Exercise prompt:
Tally every line in the entries below that holds "TableSchema", then give only the total.

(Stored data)

== Segment start ==

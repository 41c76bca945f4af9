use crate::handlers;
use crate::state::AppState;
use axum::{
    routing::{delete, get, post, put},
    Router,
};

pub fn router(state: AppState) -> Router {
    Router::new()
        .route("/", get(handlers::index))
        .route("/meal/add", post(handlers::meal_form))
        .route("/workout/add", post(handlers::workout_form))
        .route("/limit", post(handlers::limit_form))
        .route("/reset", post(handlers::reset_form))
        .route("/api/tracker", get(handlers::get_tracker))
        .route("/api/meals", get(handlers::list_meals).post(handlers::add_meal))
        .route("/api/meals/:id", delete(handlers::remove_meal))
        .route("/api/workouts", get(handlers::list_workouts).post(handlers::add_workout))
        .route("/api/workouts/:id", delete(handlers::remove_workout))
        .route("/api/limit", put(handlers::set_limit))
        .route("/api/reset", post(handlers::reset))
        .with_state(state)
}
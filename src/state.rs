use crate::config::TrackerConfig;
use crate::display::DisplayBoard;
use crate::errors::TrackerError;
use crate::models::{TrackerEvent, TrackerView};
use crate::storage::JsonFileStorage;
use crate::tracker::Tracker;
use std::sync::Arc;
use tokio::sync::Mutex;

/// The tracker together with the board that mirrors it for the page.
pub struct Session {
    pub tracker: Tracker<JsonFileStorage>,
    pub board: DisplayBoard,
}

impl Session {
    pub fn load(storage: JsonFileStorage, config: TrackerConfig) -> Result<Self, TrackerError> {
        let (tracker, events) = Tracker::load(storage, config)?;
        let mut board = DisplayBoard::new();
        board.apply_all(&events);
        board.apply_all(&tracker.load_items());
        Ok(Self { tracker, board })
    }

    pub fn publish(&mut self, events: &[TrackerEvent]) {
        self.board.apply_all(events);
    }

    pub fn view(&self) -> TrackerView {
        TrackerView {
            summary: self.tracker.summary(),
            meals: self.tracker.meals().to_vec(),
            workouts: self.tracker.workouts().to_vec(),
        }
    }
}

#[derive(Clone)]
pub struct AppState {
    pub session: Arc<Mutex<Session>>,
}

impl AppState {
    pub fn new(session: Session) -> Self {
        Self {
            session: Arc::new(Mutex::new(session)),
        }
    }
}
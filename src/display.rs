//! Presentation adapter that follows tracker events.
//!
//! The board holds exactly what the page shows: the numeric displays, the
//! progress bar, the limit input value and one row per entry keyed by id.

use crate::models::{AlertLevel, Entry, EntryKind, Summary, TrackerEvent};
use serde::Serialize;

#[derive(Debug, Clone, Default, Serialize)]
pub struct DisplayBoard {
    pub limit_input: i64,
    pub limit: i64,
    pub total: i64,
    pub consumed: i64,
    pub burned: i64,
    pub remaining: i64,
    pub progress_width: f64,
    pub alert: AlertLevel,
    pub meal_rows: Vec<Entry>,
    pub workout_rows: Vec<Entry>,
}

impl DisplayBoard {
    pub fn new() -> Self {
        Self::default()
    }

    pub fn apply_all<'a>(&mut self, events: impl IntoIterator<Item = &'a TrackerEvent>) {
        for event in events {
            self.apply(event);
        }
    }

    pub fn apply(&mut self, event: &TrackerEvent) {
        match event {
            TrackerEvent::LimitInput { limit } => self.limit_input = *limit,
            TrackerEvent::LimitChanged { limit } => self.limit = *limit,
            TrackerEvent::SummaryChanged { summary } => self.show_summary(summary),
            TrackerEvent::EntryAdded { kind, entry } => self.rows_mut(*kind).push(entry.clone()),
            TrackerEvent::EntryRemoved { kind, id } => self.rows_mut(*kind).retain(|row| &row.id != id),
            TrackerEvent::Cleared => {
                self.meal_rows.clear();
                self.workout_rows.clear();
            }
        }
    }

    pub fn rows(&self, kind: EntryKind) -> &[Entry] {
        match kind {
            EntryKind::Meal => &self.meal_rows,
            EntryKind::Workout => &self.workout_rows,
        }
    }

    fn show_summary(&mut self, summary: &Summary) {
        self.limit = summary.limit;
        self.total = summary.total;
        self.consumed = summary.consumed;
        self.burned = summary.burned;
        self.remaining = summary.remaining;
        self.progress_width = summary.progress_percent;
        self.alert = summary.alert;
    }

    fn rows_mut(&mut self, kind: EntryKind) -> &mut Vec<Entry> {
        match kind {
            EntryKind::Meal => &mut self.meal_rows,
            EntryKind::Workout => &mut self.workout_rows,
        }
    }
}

== Segment end ==
== Segment start ==

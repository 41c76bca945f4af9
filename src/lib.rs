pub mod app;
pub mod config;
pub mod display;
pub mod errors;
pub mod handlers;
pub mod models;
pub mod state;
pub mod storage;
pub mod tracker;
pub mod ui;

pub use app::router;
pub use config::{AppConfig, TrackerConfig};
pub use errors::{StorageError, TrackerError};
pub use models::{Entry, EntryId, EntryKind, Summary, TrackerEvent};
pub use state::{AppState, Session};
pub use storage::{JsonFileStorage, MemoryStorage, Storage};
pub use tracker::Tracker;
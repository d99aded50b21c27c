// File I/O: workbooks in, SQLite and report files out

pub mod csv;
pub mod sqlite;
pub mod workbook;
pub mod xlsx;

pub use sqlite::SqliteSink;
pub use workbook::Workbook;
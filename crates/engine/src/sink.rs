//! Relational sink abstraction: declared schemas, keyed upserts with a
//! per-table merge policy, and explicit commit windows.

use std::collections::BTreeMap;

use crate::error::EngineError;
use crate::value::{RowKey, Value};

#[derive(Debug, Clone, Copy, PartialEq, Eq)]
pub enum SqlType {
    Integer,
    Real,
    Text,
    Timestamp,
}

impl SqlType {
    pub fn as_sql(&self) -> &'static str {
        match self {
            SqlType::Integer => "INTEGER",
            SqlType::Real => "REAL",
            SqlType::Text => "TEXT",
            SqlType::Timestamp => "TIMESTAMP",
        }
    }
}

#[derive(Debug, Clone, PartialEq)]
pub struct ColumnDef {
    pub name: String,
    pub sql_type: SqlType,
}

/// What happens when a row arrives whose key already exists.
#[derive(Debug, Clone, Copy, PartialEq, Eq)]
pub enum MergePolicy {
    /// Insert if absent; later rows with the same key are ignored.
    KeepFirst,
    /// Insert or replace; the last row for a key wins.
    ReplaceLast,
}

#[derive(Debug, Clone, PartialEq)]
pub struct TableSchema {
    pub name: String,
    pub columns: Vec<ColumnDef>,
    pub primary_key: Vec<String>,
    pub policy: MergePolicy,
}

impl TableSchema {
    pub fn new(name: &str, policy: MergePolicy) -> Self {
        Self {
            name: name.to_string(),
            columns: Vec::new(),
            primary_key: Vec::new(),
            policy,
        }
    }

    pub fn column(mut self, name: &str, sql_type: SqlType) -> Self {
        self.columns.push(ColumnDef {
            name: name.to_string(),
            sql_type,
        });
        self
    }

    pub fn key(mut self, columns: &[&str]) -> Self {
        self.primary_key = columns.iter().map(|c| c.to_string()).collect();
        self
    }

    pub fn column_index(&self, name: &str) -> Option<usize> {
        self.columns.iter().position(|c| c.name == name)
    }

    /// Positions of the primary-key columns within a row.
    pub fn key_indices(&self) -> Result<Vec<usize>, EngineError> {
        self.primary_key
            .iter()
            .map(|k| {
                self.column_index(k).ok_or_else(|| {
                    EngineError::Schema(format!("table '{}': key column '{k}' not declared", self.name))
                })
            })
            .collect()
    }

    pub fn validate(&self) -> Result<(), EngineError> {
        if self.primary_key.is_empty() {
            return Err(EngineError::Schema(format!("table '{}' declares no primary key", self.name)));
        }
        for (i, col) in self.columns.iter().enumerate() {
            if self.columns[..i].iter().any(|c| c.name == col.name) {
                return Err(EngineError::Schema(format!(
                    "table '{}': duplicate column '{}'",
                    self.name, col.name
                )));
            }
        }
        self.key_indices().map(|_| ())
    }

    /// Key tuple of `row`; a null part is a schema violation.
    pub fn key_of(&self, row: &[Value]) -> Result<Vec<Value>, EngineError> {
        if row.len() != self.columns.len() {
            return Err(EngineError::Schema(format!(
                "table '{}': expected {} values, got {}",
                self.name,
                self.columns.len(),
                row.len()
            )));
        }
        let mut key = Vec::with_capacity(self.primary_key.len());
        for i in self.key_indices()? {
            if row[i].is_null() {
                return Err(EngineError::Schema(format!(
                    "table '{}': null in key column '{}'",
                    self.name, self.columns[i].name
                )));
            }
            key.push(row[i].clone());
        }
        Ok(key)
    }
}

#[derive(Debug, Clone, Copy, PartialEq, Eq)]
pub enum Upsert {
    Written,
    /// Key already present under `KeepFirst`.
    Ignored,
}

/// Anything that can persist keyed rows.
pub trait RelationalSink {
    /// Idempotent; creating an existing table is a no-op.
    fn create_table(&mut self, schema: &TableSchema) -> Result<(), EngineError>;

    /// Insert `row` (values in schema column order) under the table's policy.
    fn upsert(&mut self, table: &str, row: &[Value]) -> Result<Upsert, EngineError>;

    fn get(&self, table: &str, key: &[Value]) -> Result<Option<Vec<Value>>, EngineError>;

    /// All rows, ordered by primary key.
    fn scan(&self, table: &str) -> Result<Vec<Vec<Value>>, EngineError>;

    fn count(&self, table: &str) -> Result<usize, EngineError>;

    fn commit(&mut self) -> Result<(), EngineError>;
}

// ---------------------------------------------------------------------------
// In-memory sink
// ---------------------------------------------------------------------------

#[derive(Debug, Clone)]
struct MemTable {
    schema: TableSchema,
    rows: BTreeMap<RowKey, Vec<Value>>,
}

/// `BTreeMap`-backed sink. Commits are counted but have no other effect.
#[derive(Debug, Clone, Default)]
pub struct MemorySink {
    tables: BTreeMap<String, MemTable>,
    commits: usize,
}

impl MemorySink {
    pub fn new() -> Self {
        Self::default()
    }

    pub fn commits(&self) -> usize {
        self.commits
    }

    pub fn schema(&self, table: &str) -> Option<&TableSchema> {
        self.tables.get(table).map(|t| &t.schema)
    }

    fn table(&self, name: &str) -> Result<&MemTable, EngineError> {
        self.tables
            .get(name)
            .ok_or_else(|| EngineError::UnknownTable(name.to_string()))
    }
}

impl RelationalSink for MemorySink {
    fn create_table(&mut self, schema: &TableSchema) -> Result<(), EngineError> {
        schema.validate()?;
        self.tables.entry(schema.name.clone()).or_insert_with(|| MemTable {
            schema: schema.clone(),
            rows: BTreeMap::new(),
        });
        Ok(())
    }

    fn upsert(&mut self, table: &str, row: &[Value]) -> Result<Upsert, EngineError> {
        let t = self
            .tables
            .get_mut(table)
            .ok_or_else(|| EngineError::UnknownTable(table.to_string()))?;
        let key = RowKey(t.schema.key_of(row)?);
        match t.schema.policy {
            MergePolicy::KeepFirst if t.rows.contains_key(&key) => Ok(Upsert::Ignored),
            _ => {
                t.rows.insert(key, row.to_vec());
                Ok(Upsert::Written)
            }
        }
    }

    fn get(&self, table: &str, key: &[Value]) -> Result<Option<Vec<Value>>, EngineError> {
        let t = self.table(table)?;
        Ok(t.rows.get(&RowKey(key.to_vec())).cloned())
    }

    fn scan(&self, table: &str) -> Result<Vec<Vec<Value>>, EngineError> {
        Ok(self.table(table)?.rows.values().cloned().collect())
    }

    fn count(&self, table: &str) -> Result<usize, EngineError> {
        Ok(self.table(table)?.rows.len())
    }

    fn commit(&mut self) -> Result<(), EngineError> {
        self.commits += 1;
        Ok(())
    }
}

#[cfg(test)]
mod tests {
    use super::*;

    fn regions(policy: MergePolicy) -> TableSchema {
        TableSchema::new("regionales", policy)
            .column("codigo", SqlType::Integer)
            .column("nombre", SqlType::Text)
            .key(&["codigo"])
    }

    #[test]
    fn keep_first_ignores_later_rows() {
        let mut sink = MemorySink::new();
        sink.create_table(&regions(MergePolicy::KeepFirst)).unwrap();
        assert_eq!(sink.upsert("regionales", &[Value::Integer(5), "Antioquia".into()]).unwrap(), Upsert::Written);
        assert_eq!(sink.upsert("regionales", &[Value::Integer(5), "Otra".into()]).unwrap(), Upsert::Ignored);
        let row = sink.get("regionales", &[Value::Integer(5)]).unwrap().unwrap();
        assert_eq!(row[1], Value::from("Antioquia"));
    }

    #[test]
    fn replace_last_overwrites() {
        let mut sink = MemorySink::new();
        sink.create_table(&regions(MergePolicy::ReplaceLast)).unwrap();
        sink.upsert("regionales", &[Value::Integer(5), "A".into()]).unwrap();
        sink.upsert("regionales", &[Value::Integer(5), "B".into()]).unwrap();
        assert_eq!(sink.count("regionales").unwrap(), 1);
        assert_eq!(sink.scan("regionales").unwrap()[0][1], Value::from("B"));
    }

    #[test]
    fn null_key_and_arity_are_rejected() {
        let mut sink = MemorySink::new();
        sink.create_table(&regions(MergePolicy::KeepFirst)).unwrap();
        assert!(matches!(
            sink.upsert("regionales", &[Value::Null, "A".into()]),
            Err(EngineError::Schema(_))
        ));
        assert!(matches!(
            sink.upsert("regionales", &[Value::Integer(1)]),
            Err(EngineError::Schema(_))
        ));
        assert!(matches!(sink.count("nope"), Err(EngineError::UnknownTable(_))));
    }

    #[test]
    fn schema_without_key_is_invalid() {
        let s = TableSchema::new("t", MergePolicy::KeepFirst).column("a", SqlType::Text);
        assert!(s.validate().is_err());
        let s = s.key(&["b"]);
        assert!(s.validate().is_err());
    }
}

== Segment end ==

Result of the task:
9